Exercise description => Reading the listing below, count the lines that contain the word "only" and give that count alone.
┏━━
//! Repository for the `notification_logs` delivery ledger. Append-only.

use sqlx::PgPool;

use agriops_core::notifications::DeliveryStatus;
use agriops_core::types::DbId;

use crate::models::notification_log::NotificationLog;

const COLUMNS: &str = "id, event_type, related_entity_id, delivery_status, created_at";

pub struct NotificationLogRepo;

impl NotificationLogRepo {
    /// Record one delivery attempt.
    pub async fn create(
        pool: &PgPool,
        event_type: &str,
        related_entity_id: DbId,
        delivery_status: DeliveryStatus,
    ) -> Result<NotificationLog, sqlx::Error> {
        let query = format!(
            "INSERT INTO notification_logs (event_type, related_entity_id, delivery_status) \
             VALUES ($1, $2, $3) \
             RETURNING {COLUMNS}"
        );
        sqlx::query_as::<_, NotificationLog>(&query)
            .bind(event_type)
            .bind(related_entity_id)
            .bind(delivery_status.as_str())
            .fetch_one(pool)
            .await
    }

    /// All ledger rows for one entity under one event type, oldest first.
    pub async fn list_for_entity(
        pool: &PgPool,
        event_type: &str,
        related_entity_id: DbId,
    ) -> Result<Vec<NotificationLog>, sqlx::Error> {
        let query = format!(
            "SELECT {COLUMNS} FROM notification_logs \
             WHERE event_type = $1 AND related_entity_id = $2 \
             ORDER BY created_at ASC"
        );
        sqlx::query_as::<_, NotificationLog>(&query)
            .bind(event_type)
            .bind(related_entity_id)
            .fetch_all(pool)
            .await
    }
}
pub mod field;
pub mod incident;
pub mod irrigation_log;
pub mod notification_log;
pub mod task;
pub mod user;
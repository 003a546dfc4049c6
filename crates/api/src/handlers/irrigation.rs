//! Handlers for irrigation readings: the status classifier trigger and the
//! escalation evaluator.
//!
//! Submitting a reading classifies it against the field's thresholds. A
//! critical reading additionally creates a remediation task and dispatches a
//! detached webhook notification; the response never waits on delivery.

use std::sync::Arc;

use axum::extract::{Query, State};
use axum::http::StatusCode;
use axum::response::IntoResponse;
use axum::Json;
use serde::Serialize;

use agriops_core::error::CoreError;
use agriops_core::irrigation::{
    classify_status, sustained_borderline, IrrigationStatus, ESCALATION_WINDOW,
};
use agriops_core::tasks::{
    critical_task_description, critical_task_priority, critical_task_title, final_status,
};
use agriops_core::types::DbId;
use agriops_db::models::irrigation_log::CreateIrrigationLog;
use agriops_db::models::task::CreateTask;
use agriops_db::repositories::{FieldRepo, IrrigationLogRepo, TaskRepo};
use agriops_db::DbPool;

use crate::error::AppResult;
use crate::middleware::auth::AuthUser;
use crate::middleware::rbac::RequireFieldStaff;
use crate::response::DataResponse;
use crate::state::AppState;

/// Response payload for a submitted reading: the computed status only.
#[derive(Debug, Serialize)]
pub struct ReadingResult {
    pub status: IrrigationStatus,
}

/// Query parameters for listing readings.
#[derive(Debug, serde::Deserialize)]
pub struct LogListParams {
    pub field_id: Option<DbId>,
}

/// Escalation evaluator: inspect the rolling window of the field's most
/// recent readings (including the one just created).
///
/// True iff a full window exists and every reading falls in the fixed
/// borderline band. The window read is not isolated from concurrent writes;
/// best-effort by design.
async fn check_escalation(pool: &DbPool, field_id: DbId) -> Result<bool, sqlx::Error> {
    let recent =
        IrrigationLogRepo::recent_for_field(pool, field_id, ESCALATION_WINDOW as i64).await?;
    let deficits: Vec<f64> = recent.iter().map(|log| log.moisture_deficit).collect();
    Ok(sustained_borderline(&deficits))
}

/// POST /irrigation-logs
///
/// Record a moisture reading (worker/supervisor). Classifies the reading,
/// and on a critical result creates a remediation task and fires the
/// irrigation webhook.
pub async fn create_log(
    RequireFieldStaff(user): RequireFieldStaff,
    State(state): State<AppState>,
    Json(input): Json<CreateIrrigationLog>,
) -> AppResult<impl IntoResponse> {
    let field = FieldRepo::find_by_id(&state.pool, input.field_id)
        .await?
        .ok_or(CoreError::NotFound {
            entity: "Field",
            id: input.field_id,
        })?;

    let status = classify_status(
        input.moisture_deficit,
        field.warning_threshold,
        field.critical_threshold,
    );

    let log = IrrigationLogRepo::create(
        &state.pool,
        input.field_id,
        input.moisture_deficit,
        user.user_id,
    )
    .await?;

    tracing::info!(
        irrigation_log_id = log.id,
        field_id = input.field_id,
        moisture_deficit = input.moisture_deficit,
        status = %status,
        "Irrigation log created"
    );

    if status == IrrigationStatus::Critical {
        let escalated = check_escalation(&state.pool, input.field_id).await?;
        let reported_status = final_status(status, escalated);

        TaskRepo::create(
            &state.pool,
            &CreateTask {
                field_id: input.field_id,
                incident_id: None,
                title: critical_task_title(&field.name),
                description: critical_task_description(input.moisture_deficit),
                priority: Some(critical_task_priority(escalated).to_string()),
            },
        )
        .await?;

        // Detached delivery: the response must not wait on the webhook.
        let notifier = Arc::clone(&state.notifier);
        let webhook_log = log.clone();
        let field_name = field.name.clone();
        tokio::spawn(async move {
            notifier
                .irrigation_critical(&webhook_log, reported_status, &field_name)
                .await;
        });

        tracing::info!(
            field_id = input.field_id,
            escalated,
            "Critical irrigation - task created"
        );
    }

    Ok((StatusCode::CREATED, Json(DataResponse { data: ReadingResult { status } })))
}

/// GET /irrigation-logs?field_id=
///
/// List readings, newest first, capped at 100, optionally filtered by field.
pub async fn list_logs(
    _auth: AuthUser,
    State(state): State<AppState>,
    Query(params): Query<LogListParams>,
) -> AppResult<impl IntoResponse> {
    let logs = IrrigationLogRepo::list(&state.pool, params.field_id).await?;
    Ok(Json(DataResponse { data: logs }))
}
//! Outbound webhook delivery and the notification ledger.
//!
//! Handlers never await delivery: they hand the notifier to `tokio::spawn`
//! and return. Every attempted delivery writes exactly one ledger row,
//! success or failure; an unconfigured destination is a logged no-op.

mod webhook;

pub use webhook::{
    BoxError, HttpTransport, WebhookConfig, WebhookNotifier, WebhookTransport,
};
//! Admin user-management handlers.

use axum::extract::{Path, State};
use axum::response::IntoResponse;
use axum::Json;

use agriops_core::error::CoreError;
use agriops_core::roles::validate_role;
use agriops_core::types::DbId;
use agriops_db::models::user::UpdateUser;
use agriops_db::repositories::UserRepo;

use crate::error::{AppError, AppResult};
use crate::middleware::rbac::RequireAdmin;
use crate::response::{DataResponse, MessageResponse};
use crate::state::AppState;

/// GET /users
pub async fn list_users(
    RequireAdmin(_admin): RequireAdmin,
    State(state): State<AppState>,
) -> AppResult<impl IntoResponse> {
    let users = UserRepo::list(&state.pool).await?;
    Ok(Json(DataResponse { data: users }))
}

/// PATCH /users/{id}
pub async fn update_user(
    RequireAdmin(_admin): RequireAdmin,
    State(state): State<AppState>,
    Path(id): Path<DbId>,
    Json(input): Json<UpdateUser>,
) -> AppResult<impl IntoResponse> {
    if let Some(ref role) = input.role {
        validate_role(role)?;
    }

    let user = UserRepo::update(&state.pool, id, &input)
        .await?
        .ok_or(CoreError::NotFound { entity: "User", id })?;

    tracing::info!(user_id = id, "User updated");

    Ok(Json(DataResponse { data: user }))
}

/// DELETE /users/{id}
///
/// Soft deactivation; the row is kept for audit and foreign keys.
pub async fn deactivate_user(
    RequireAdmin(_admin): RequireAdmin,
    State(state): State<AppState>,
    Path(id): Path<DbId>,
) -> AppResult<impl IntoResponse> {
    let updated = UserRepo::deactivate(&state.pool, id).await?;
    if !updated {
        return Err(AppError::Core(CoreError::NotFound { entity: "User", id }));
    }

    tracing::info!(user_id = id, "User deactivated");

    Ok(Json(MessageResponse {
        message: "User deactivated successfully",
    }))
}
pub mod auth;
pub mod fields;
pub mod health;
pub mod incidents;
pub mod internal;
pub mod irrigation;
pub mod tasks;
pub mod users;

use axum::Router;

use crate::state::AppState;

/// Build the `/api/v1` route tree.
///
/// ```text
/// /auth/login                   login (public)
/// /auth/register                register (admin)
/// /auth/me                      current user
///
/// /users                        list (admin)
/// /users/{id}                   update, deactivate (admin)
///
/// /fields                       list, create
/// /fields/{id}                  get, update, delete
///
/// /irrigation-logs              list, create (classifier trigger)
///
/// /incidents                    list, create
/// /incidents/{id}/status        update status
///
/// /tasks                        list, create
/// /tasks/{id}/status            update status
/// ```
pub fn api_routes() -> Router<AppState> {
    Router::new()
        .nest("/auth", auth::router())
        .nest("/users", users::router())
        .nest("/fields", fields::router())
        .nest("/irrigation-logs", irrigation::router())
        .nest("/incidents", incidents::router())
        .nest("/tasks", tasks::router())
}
┗━━
Response to this task => 2